Thursday, May 22, 2014

Pig as a Service: Hadoop challenges data warehouses

Thanks to Gil Allouche (Qubole's VP of Marketing) for this post.

Hadoop and its ecosystem has evolved from a narrow map-reduced architecture to a universal data platform set to dominate the data processing landscape in the future. Importantly, the push to simplify Hadoop deployments with managed cloud services known as Hadoop-as-a-Service is increasing Hadoop’s appeal to new data projects and architectures. Naturally, the development is permeating the Hadoop ecosystem in shape of Pig as a Service offerings, for example.

Pig, developed by Yahoo research in 2006, enables programmers to write data transformation programs for Hadoop quickly and easily without the cost and complexity of map-reduce programs. Consequently, ETL (Extract, Transform, Load), the core workload of DWH (data warehouse) solutions, is often realized with Pig in the Hadoop environment. The business case for Hadoop and Pig as a Service is very compelling from financial and technical perspectives.

Hadoop is becoming data’s Swiss Army knife
The news on Hadoop last year have been dominated by SQL (Structured Query language) on Hadoop with Hive, Presto, Impala, Drill, and countless other flavours competing on making big data accessible to business users. Most of these solutions are supported directly by Hadoop distributors, e.g. Hortonworks, MapR, Cloudera, and cloud service providers, e.g. Amazon and Qubole.

The push for development in the area is driven by the vision for Hadoop to become the data platform of the future. The release of Hadoop 2.0 with YARN (Yet Another Resource Negotiator) last year was an important step. It turned the core of Hadoop’s processing architecture from a map-reduce centric solution into a generic cluster resource management tool able to run any kind of algorithm and application. Hadoop solution providers are now racing to capture the market for multipurpose, any-size data processing. SQL on Hadoop is only one of the stepping-stones to this goal.

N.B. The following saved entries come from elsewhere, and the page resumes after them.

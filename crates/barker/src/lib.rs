//! Barcode rendering through a sandboxed PostScript interpreter.
//!
//! `barker` drives Ghostscript as a measurement engine for the BWIPP
//! barcode library: a first, sandboxed pass probes the artwork's bounding
//! box, and a second, in-memory pass assembles a self-contained EPS
//! document declaring those bounds. The library source is an opaque text
//! asset loaded once at startup and embedded verbatim in every document.
//!
//! ```ignore
//! use barker::{BarcodeRequest, Renderer};
//!
//! let renderer = Renderer::with_defaults()?;
//! let request = BarcodeRequest::new("code128", "1234").with_option("includetext", true);
//! let image = renderer.generate(&request).await?;
//! std::fs::write("barcode.eps", image.as_bytes())?;
//! ```
//!
//! Symbol names and option semantics are never validated here; the
//! barcode library's own error channel is authoritative and surfaces as
//! [`RenderError::Library`].

pub mod asset;
pub mod eps;
pub mod error;
pub mod interpreter;
pub mod render;

#[cfg(all(test, unix))]
mod testutil;

pub use asset::{AssetError, LibraryAsset};
pub use eps::EpsImage;
pub use error::{RenderError, RenderResult};
pub use interpreter::Interpreter;
pub use render::Renderer;

// Request/encoding types callers need to build and inspect requests.
pub use barker_core::{BarcodeRequest, EncodedCall, OptionValue, Options};
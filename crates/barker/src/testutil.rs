//! Shared test helpers.

use std::os::unix::fs::PermissionsExt;

/// Writes an executable shell script standing in for the interpreter.
///
/// The script body should consume stdin (`cat >/dev/null`) before writing
/// diagnostics, mirroring how the real interpreter drains its program.
pub fn fake_interpreter(dir: &tempfile::TempDir, body: &str) -> String {
    let path = dir.path().join("fake-gs");
    std::fs::write(&path, format!("#!/bin/sh\n{body}\n")).unwrap();

    let mut permissions = std::fs::metadata(&path).unwrap().permissions();
    permissions.set_mode(0o755);
    std::fs::set_permissions(&path, permissions).unwrap();

    path.to_string_lossy().into_owned()
}
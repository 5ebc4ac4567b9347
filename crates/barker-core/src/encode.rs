//! Transport-safe call encoding.
//!
//! Payloads travel to the interpreter as hex string literals (`<...>`), so
//! no byte in the payload can collide with PostScript string syntax — not
//! parentheses, backslashes, angle brackets, nor NUL. The encoding is
//! injective and escape-free: every byte maps to exactly two `[0-9a-f]`
//! digits.

use std::fmt;

use crate::request::{BarcodeRequest, OptionValue, Options};

/// Encodes bytes as lowercase hex, two digits per byte, no separators.
pub fn hex_encode(bytes: impl AsRef<[u8]>) -> String {
    bytes
        .as_ref()
        .iter()
        .map(|b| format!("{:02x}", b))
        .collect()
}

/// Encodes an option set into the barcode library's directive string.
///
/// Entries are emitted in insertion order: `true` flags as the bare name,
/// `false` flags not at all, everything else as `name=value`. Tokens are
/// joined with single spaces, so identical input order gives byte-identical
/// output.
pub fn encode_options(options: &Options) -> String {
    let tokens: Vec<String> = options
        .iter()
        .filter_map(|(name, value)| match value {
            OptionValue::Bool(true) => Some(name.to_string()),
            OptionValue::Bool(false) => None,
            other => Some(format!("{}={}", name, other)),
        })
        .collect();
    tokens.join(" ")
}

/// A barcode request rendered as an interpreter call expression.
///
/// The expression pushes three hex string literals (payload, directives,
/// symbol name) and converts the symbol to a name object:
///
/// ```text
/// <hex(payload)> <hex(directives)> <hex(symbol)> cvn
/// ```
///
/// Both the measurement pass and the final document embed the same
/// `EncodedCall` value, which is what ties the probed bounding box to the
/// artwork the document draws.
#[derive(Debug, Clone, PartialEq, Eq)]
pub struct EncodedCall(String);

impl EncodedCall {
    /// Derives the call expression for a request. Deterministic; performs
    /// no validation of the symbol or options.
    pub fn new(request: &BarcodeRequest) -> Self {
        let payload = hex_encode(request.payload());
        let directives = hex_encode(encode_options(request.options()));
        let symbol = hex_encode(request.symbol());
        Self(format!("<{}> <{}> <{}> cvn", payload, directives, symbol))
    }

    pub fn as_str(&self) -> &str {
        &self.0
    }
}

impl fmt::Display for EncodedCall {
    fn fmt(&self, f: &mut fmt::Formatter<'_>) -> fmt::Result {
        f.write_str(&self.0)
    }
}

3 Ways Hadoop is gaining on the Data Warehouses
The target and incentive is clear, Hadoop is a comparatively inexpensive technology to store and process large data sets with. One established market is particularly lucrative and tempting to enter. Data warehouse (DWH) solutions easily can cost many millions of dollars and Hadoop with its economical distributed computing architecture and growing ecosystem promises to achieve much of their feature set for a fraction of the cost.

Three exciting, active developments are eating away on established DWH solutions’ lead on Hadoop and reasons for spending 10 or 100 times more:
  • SQL on Hadoop is making data accessible to data and business analysts and existing tools for visualisation and analytics via SQL interfaces. Presto and other new SQL engines highlight that real-time querying on big data (Petabytes and beyond) can be done with Hadoop at dramatically lower cost than what DWH solutions offered.
  • Cloud computing based platforms and software services for Hadoop remove complexity, risk, and technical barriers to get started with Hadoop. Importantly, it enables incremental iterative development of Hadoop data projects, which makes it also attractive for medium sized data projects. Today all major Hadoop projects are offered in one shape or another as-a-Service with cloud service providers working on making increasingly complete Hadoop ecosystems available as-a-Service, billed by the hour, and fully scalable in minutes.
  • ETL capabilities of Hadoop have matured significantly. Pig offers a full set of data transformation operations executable on Hadoop. Sqoop integrates SQL stores, and scalable NoSQL stores like HBase Cassandra, or MongoDB are regularly designed with Hadoop in mind in the first place or at least tightly integrated. Workflow tools like Oozie can orchestrate complex data pipelines. Together these developments compete with core abilities of DWH solutions and go beyond some of their established features.
Pig, the silent Hero
SQL on Hadoop has been extensively covered in the media in the last year. Pig, being a well-established technology, has been largely overlooked though Pig as a Service was a noteworthy development. Considering Hadoop as a data platform though requires Pig and an understanding why and how it is important.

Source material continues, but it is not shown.